The following was written for Inside Sources, and published on May 11, 2016. The piece was nationally syndicated in media outlets across the US. You can read the original here.
With the rise of the New Urbanism movement, traditional land-use zoning has come under attack. In some instances, these condemnations of the practice of controlling land use are justified. Zoning has been used to foster racial segregation, as well as contribute to sprawling development patterns many in suburbia are accustomed to.
… But zoning isn’t the problem — it’s the application of the practice.
What many seem to forget is that zoning, like a hammer and the nail, is merely a tool for policymakers and urban planners to use — in capable hands, it is an essential function of local government to balance growth, protect the environment and preserve quality of life. Within Long Island’s Nassau and Suffolk counties, the smart application of zoning has played a critical role in fostering regional water protection, as well as preservation of farmland and open space.
By using data-driven urban planning efforts that stay above the pressures and lobbying of the real estate industry and political back room dealings, zoning can be a powerful asset in helping residents shape the future growth of their community. Problems arise only when zoning is abused by those who do not understand the implications of misusing the tool. With each variance that is granted in a patchwork fashion, the balance and stability of land uses in the community is disrupted.
This is why it’s essential that municipalities foster the creation of professional planning departments that adhere to the standards of the profession, not development buzzwords or trends being propagated by industry insiders and the well-connected.
Comprehensive planning should be regional in scope, and local in implementation — as such, residents and involved stakeholders should help drive any planning effort that sets local zoning. The goal is to have a diversity of backgrounds and opinions form a unified vision and direction to take the community while assessing on-the-ground needs and the realities of allowing or prohibiting growth.
While many argue for market-driven land-use policy, we cannot trust the private sector to account for the limitations of the public sector’s infrastructure. More important, we cannot trust the market alone to assess the overall effect pursuits of economic development have on the environment. Developers are in the business to make money, as is their right, not foster sound public land-use policy. That responsibility lies with local governments, professional planners and the residents they serve.
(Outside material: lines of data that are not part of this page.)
//! Implementation of `yb run`.

use std::path::Path;

use tokio_util::sync::CancellationToken;

use yb_lib::{run_adhoc, BuildOpts};

use crate::output;

/// Run one command inside a target's provisioned environment.
pub async fn cmd_run(
  cancel: &CancellationToken,
  package_dir: &Path,
  target: &str,
  command: &[String],
) -> u8 {
  let Some(manifest) = super::load_manifest(package_dir) else {
    return 2;
  };

  let Ok(command) = shlex::try_join(command.iter().map(String::as_str)) else {
    output::print_error("command contains characters that cannot be quoted");
    return 2;
  };

  let opts = BuildOpts::new(package_dir.to_path_buf());
  match run_adhoc(cancel, &manifest, target, &command, &opts).await {
    Ok(_) => 0,
    Err(err) => {
      output::print_error(&err.to_string());
      err.exit_code() as u8
    }
  }
}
As suburban sprawl was poised to consume every open acre on Long Island in the 1960s, residents, policymakers and planners came together to put into place zoning controls to make the growth more manageable. The end result was the preservation of hundreds of thousands of acres of land that preserved farmland, open space and environmentally critical parcels.
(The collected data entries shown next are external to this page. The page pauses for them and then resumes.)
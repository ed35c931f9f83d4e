//! Go toolchain.

use std::path::PathBuf;

use async_trait::async_trait;

use crate::biome::{Descriptor, EnvOverlay, Os};

use super::{fetch_and_unpack, Buildpack, BuildpackCtx, BuildpackError};

#[derive(Debug)]
pub struct GoBuildpack;

/// Official download host, with the long-standing mirror as fallback
/// when a release has not propagated.
const PRIMARY_HOST: &str = "https://go.dev/dl";
const MIRROR_HOST: &str = "https://dl.google.com/go";

fn artifact(version: &str, descriptor: Descriptor) -> String {
  let extension = match descriptor.os {
    Os::Windows => "zip",
    _ => "tar.gz",
  };
  format!(
    "go{version}.{os}-{arch}.{extension}",
    os = descriptor.os.as_str(),
    arch = descriptor.arch.as_str(),
  )
}

#[async_trait]
impl Buildpack for GoBuildpack {
  async fn install(&self, ctx: &BuildpackCtx<'_>) -> Result<PathBuf, BuildpackError> {
    let artifact = artifact(&ctx.spec.version, ctx.biome.describe());
    let primary = format!("{PRIMARY_HOST}/{artifact}");

    match fetch_and_unpack(ctx, &primary, 1).await {
      Err(BuildpackError::Download(err)) if err.is_not_found() => {
        let mirror = format!("{MIRROR_HOST}/{artifact}");
        fetch_and_unpack(ctx, &mirror, 1).await
      }
      other => other,
    }
  }

  fn setup(&self, ctx: &BuildpackCtx<'_>) -> Result<EnvOverlay, BuildpackError> {
    let goroot = ctx.biome_install_dir();
    let home = ctx.biome.dirs().home.clone();
    let gopath = ctx.biome.join_path(&[&home, "go"]);

    Ok(
      EnvOverlay::new()
        .with_var("GOROOT", &goroot)
        .with_var("GOPATH", &gopath)
        .with_path_prepend(&ctx.biome.join_path(&[&goroot, "bin"]))
        .with_path_prepend(&ctx.biome.join_path(&[&gopath, "bin"])),
    )
  }
}

#[cfg(test)]
mod tests {
  use super::*;
  use crate::biome::Arch;

  #[test]
  fn artifact_names_follow_upstream_convention() {
    let linux = Descriptor {
      os: Os::Linux,
      arch: Arch::Amd64,
    };
    assert_eq!(artifact("1.21.5", linux), "go1.21.5.linux-amd64.tar.gz");

    let mac = Descriptor {
      os: Os::MacOs,
      arch: Arch::Arm64,
    };
    assert_eq!(artifact("1.21.5", mac), "go1.21.5.darwin-arm64.tar.gz");

    let windows = Descriptor {
      os: Os::Windows,
      arch: Arch::Amd64,
    };
    assert_eq!(artifact("1.21.5", windows), "go1.21.5.windows-amd64.zip");
  }
}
Zoning on Long Island has played an integral role in the protection of the region’s drinking water — after comprehensive study determined that development had a detrimental effect to water quality in aquifers that supply freshwater to residents, stringent land-use controls were put into place to ensure protection of the valuable resource in coming decades. The market didn’t protect drinking water and farmland — but sound planning and the smart use of zoning did, so much so that other areas across the country followed Long Island’s lead.
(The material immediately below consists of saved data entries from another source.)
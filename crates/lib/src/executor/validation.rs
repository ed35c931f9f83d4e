//! Command validation.
//!
//! Commands are lexed POSIX-style, never handed to a shell. The single
//! recognized builtin is `cd`, which mutates the executor's working
//! directory instead of spawning anything. All commands are validated
//! before the first one runs, so a typo at the end of a long sequence
//! fails fast.

use thiserror::Error;

#[derive(Debug, Clone, PartialEq, Eq, Error)]
pub enum ValidationError {
  #[error("cannot lex command: {0}")]
  Unparseable(String),

  #[error("empty command")]
  Empty,

  #[error("cd requires a relative, non-empty path: {0}")]
  InvalidChdir(String),
}

/// One validated step of a target's command sequence.
#[derive(Debug, Clone, PartialEq, Eq)]
pub enum CommandStep {
  /// Update the working directory, relative to the current one.
  Chdir(String),
  /// Spawn this argv through the biome.
  Exec(Vec<String>),
}

/// Validate every command before any of them executes.
pub fn validate_commands(commands: &[String]) -> Result<Vec<CommandStep>, ValidationError> {
  commands.iter().map(|c| validate_command(c)).collect()
}

fn validate_command(command: &str) -> Result<CommandStep, ValidationError> {
  let argv = shlex::split(command).ok_or_else(|| ValidationError::Unparseable(command.to_string()))?;

  let Some(program) = argv.first() else {
    return Err(ValidationError::Empty);
  };

  if program == "cd" {
    let path = match argv.as_slice() {
      [_, path] => path,
      _ => return Err(ValidationError::InvalidChdir(command.to_string())),
    };
    if path.is_empty() || path.starts_with('/') || path.starts_with('\\') {
      return Err(ValidationError::InvalidChdir(command.to_string()));
    }
    return Ok(CommandStep::Chdir(path.clone()));
  }

  Ok(CommandStep::Exec(argv))
}
//! Host biome: runs processes natively with isolated caches.

use std::path::{Component, Path, PathBuf};
use std::process::Stdio;

use async_trait::async_trait;
use tokio::io::AsyncReadExt;
use tokio::io::AsyncWriteExt;
use tokio::process::Command;
use tokio_util::sync::CancellationToken;
use tracing::{debug, warn};

use crate::paths;

use super::{Biome, BiomeError, Descriptor, Dirs, Invocation, OutputSink};

/// A biome that spawns processes directly on the host.
///
/// HOME is a per-package, per-target cache under the data root; the
/// tools directory is shared across packages. Processes get a cleared
/// environment with a deterministic PATH and HOME, so builds cannot
/// leak host profile state.
pub struct HostBiome {
  descriptor: Descriptor,
  dirs: Dirs,
  default_path: String,
}

impl HostBiome {
  /// Provision the host biome for one target, creating its HOME and the
  /// shared tools directory.
  pub async fn provision(package_dir: &Path, target: &str) -> Result<Self, BiomeError> {
    let descriptor = Descriptor::current_host();
    let home = paths::build_home(package_dir, target, &descriptor.to_string());
    let tools = paths::tools_dir();

    tokio::fs::create_dir_all(&home).await?;
    tokio::fs::create_dir_all(&tools).await?;

    debug!(home = %home.display(), "provisioned host biome");
    Ok(Self::with_dirs(package_dir.to_path_buf(), home, tools))
  }

  /// Construct from explicit directories. Used by `provision` and by
  /// tests that point everything at a temp dir.
  pub fn with_dirs(package: PathBuf, home: PathBuf, tools: PathBuf) -> Self {
    let default_path =
      std::env::var("PATH").unwrap_or_else(|_| "/usr/local/bin:/usr/bin:/bin".to_string());

    Self {
      descriptor: Descriptor::current_host(),
      dirs: Dirs {
        package: package.to_string_lossy().to_string(),
        home: home.to_string_lossy().to_string(),
        tools: tools.to_string_lossy().to_string(),
      },
      default_path,
    }
  }
}

#[async_trait]
impl Biome for HostBiome {
  fn describe(&self) -> Descriptor {
    self.descriptor
  }

  fn dirs(&self) -> &Dirs {
    &self.dirs
  }

  fn default_path(&self) -> String {
    self.default_path.clone()
  }

  fn path_separator(&self) -> char {
    if cfg!(windows) { ';' } else { ':' }
  }

  fn join_path(&self, parts: &[&str]) -> String {
    let mut path = PathBuf::new();
    for part in parts {
      path.push(part);
    }
    path.to_string_lossy().to_string()
  }

  fn clean_path(&self, path: &str) -> String {
    let mut out = PathBuf::new();
    for component in Path::new(path).components() {
      match component {
        Component::CurDir => {}
        Component::ParentDir => {
          if !out.pop() {
            out.push("..");
          }
        }
        other => out.push(other),
      }
    }
    out.to_string_lossy().to_string()
  }

  fn is_abs_path(&self, path: &str) -> bool {
    Path::new(path).is_absolute()
  }

  async fn run(&self, cancel: &CancellationToken, invocation: Invocation) -> Result<(), BiomeError> {
    if invocation.argv.is_empty() {
      return Err(BiomeError::Io(std::io::Error::new(
        std::io::ErrorKind::InvalidInput,
        "empty argv",
      )));
    }

    let effective_path = invocation
      .env
      .effective_path(&self.default_path, self.path_separator());
    let program = resolve_program(&invocation.argv[0], &effective_path, self.path_separator())?;
    let work_dir = self.resolve_work_dir(invocation.dir.as_deref());

    debug!(program = %program.display(), dir = %work_dir.display(), "spawning process");

    let inherit_stdout = matches!(invocation.stdout, OutputSink::Stdout);
    let inherit_stderr = matches!(invocation.stderr, OutputSink::Stderr);

    let mut command = Command::new(&program);
    command
      .args(&invocation.argv[1..])
      .current_dir(&work_dir)
      .env_clear()
      .env("PATH", &effective_path)
      .env("HOME", &self.dirs.home)
      .env("LANG", "C")
      .env("LC_ALL", "C")
      .stdin(if invocation.stdin.is_some() {
        Stdio::piped()
      } else {
        Stdio::null()
      })
      .stdout(if inherit_stdout { Stdio::inherit() } else { Stdio::piped() })
      .stderr(if inherit_stderr { Stdio::inherit() } else { Stdio::piped() })
      .kill_on_drop(true);

    for (key, value) in &invocation.env.vars {
      command.env(key, value);
    }

    let mut child = command.spawn()?;

    let mut stdin_pipe = child.stdin.take();
    let mut stdout_pipe = child.stdout.take();
    let mut stderr_pipe = child.stderr.take();

    enum Waited {
      Done(std::io::Result<(Vec<u8>, Vec<u8>, std::process::ExitStatus)>),
      Cancelled,
    }

    // Stdin is written while both output pipes drain, so a child that
    // fills stdout before reading stdin cannot deadlock on a full pipe.
    let waited = {
      let work = async {
        let write_in = async {
          if let (Some(bytes), Some(mut stdin)) = (&invocation.stdin, stdin_pipe.take()) {
            stdin.write_all(bytes).await?;
          }
          Ok::<_, std::io::Error>(())
        };
        let read_out = async {
          let mut buffer = Vec::new();
          if let Some(pipe) = stdout_pipe.as_mut() {
            pipe.read_to_end(&mut buffer).await?;
          }
          Ok::<_, std::io::Error>(buffer)
        };
        let read_err = async {
          let mut buffer = Vec::new();
          if let Some(pipe) = stderr_pipe.as_mut() {
            pipe.read_to_end(&mut buffer).await?;
          }
          Ok::<_, std::io::Error>(buffer)
        };
        let ((), out, err, status) = tokio::try_join!(write_in, read_out, read_err, child.wait())?;
        Ok((out, err, status))
      };

      tokio::select! {
        result = work => Waited::Done(result),
        _ = cancel.cancelled() => Waited::Cancelled,
      }
    };

    match waited {
      Waited::Cancelled => {
        warn!(argv = ?invocation.argv, "run cancelled, killing process");
        let _ = child.start_kill();
        let _ = child.wait().await;
        Err(BiomeError::Cancelled)
      }
      Waited::Done(result) => {
        let (out, err, status) = result?;
        if !inherit_stdout {
          invocation.stdout.write(&out);
        }
        if !inherit_stderr {
          invocation.stderr.write(&err);
        }

        if status.success() {
          Ok(())
        } else {
          Err(BiomeError::CommandFailed {
            argv: invocation.argv,
            code: status.code(),
          })
        }
      }
    }
  }

  async fn close(&self) -> Result<(), BiomeError> {
    Ok(())
  }
}

impl HostBiome {
  fn resolve_work_dir(&self, dir: Option<&str>) -> PathBuf {
    match dir {
      Some(d) if Path::new(d).is_absolute() => PathBuf::from(d),
      Some(d) => Path::new(&self.dirs.package).join(d),
      None => PathBuf::from(&self.dirs.package),
    }
  }
}

/// Resolve a program name against an explicit PATH string.
///
/// Names containing a separator are used as-is; bare names are searched
/// left to right for an executable regular file.
fn resolve_program(name: &str, path: &str, separator: char) -> Result<PathBuf, BiomeError> {
  if name.contains(std::path::MAIN_SEPARATOR) || name.contains('/') {
    return Ok(PathBuf::from(name));
  }

  for dir in path.split(separator) {
    if dir.is_empty() {
      continue;
    }
    let candidate = Path::new(dir).join(name);
    if is_executable(&candidate) {
      return Ok(candidate);
    }
  }

  Err(BiomeError::ProgramNotFound(name.to_string()))
}

#[cfg(unix)]
fn is_executable(path: &Path) -> bool {
  use std::os::unix::fs::PermissionsExt;
  path
    .metadata()
    .map(|m| m.is_file() && m.permissions().mode() & 0o111 != 0)
    .unwrap_or(false)
}

#[cfg(not(unix))]
fn is_executable(path: &Path) -> bool {
  path.is_file()
}

#[cfg(test)]
#[cfg(unix)]
mod tests {
  use super::*;
  use std::time::{Duration, Instant};
  use tempfile::TempDir;

  fn test_biome(temp: &TempDir) -> HostBiome {
    let package = temp.path().join("pkg");
    std::fs::create_dir_all(&package).unwrap();
    HostBiome::with_dirs(package, temp.path().join("home"), temp.path().join("tools"))
  }

  fn argv(parts: &[&str]) -> Vec<String> {
    parts.iter().map(|s| s.to_string()).collect()
  }

  #[tokio::test]
  async fn runs_and_captures_stdout() {
    let temp = TempDir::new().unwrap();
    let biome = test_biome(&temp);
    let cancel = CancellationToken::new();

    let (sink, buffer) = OutputSink::capture();
    let invocation = Invocation::new(argv(&["echo", "hello"])).with_stdout(sink);
    biome.run(&cancel, invocation).await.unwrap();

    assert_eq!(String::from_utf8(buffer.lock().unwrap().clone()).unwrap(), "hello\n");
  }

  #[tokio::test]
  async fn nonzero_exit_is_command_failed() {
    let temp = TempDir::new().unwrap();
    let biome = test_biome(&temp);
    let cancel = CancellationToken::new();

    let err = biome.run(&cancel, Invocation::new(argv(&["false"]))).await.unwrap_err();
    assert!(matches!(err, BiomeError::CommandFailed { code: Some(1), .. }));
  }

  #[tokio::test]
  async fn relative_dir_joins_package() {
    let temp = TempDir::new().unwrap();
    let biome = test_biome(&temp);
    let cancel = CancellationToken::new();

    std::fs::create_dir_all(Path::new(&biome.dirs().package).join("sub")).unwrap();

    let (sink, buffer) = OutputSink::capture();
    let invocation = Invocation::new(argv(&["pwd"])).with_dir("sub").with_stdout(sink);
    biome.run(&cancel, invocation).await.unwrap();

    let out = String::from_utf8(buffer.lock().unwrap().clone()).unwrap();
    assert!(out.trim_end().ends_with("/sub"), "got {out}");
  }

  #[tokio::test]
  async fn overlay_vars_are_visible() {
    let temp = TempDir::new().unwrap();
    let biome = test_biome(&temp);
    let cancel = CancellationToken::new();

    let (sink, buffer) = OutputSink::capture();
    let invocation = Invocation::new(argv(&["sh", "-c", "echo $MY_VAR"]))
      .with_env(crate::biome::EnvOverlay::new().with_var("MY_VAR", "overlay-value"))
      .with_stdout(sink);
    biome.run(&cancel, invocation).await.unwrap();

    assert_eq!(
      String::from_utf8(buffer.lock().unwrap().clone()).unwrap().trim(),
      "overlay-value"
    );
  }

  #[tokio::test]
  async fn home_is_biome_home() {
    let temp = TempDir::new().unwrap();
    let biome = test_biome(&temp);
    let cancel = CancellationToken::new();

    let (sink, buffer) = OutputSink::capture();
    let invocation = Invocation::new(argv(&["sh", "-c", "echo $HOME"])).with_stdout(sink);
    biome.run(&cancel, invocation).await.unwrap();

    assert_eq!(
      String::from_utf8(buffer.lock().unwrap().clone()).unwrap().trim(),
      biome.dirs().home
    );
  }

  #[tokio::test]
  async fn unknown_program_is_not_found() {
    let temp = TempDir::new().unwrap();
    let biome = test_biome(&temp);
    let cancel = CancellationToken::new();

    let err = biome
      .run(&cancel, Invocation::new(argv(&["definitely-not-a-real-tool"])))
      .await
      .unwrap_err();
    assert!(matches!(err, BiomeError::ProgramNotFound(_)));
  }

  #[tokio::test]
  async fn stdin_bytes_reach_the_process() {
    let temp = TempDir::new().unwrap();
    let biome = test_biome(&temp);
    let cancel = CancellationToken::new();

    let (sink, buffer) = OutputSink::capture();
    let invocation = Invocation::new(argv(&["cat"]))
      .with_stdin(b"piped input".to_vec())
      .with_stdout(sink);
    biome.run(&cancel, invocation).await.unwrap();

    assert_eq!(&*buffer.lock().unwrap(), b"piped input");
  }

  #[tokio::test]
  async fn chatty_child_with_large_stdin_does_not_deadlock() {
    let temp = TempDir::new().unwrap();
    let biome = test_biome(&temp);
    let cancel = CancellationToken::new();

    // The child floods stdout past the pipe buffer before it reads any
    // stdin, then echoes stdin back.
    let payload = vec![b'x'; 1 << 20];
    let (sink, buffer) = OutputSink::capture();
    let invocation = Invocation::new(argv(&["sh", "-c", "head -c 1048576 /dev/zero; cat"]))
      .with_stdin(payload.clone())
      .with_stdout(sink);

    tokio::time::timeout(Duration::from_secs(30), biome.run(&cancel, invocation))
      .await
      .unwrap()
      .unwrap();

    assert_eq!(buffer.lock().unwrap().len(), (1 << 20) + payload.len());
  }

  #[tokio::test]
  async fn cancellation_kills_the_process() {
    let temp = TempDir::new().unwrap();
    let biome = test_biome(&temp);
    let cancel = CancellationToken::new();

    let token = cancel.clone();
    tokio::spawn(async move {
      tokio::time::sleep(Duration::from_millis(100)).await;
      token.cancel();
    });

    let start = Instant::now();
    let err = biome
      .run(&cancel, Invocation::new(argv(&["sleep", "30"])))
      .await
      .unwrap_err();

    assert!(matches!(err, BiomeError::Cancelled));
    assert!(start.elapsed() < Duration::from_secs(5));
  }

  #[test]
  fn prepended_path_wins_program_resolution() {
    let temp = TempDir::new().unwrap();
    let bin = temp.path().join("bin");
    std::fs::create_dir_all(&bin).unwrap();
    let tool = bin.join("mytool");
    std::fs::write(&tool, "#!/bin/sh\n").unwrap();
    {
      use std::os::unix::fs::PermissionsExt;
      std::fs::set_permissions(&tool, std::fs::Permissions::from_mode(0o755)).unwrap();
    }

    let path = format!("{}:/usr/bin", bin.display());
    let resolved = resolve_program("mytool", &path, ':').unwrap();
    assert_eq!(resolved, tool);
  }
}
It should not be the public’s responsibility to mitigate the effects of a private development project that doesn’t take into account the traffic capacity of a main arterial roadway, or the wastewater impacts on a nearby river. Land-use policies are a function of the public sector, which ideally puts public benefit above the pursuit of fiscal gains, and professional planners have the know-how to assess, mitigate and anticipate the effects of increasing density and growth.
If properly managed, zoning reflects the needs of both the community, as well as the marketplace. When the development industry drives the process and local governments bow to the pressure, zoning fails.
Worthwhile public policy isn’t formed by industry insiders, but on the ground assessment, public input and professional analysis.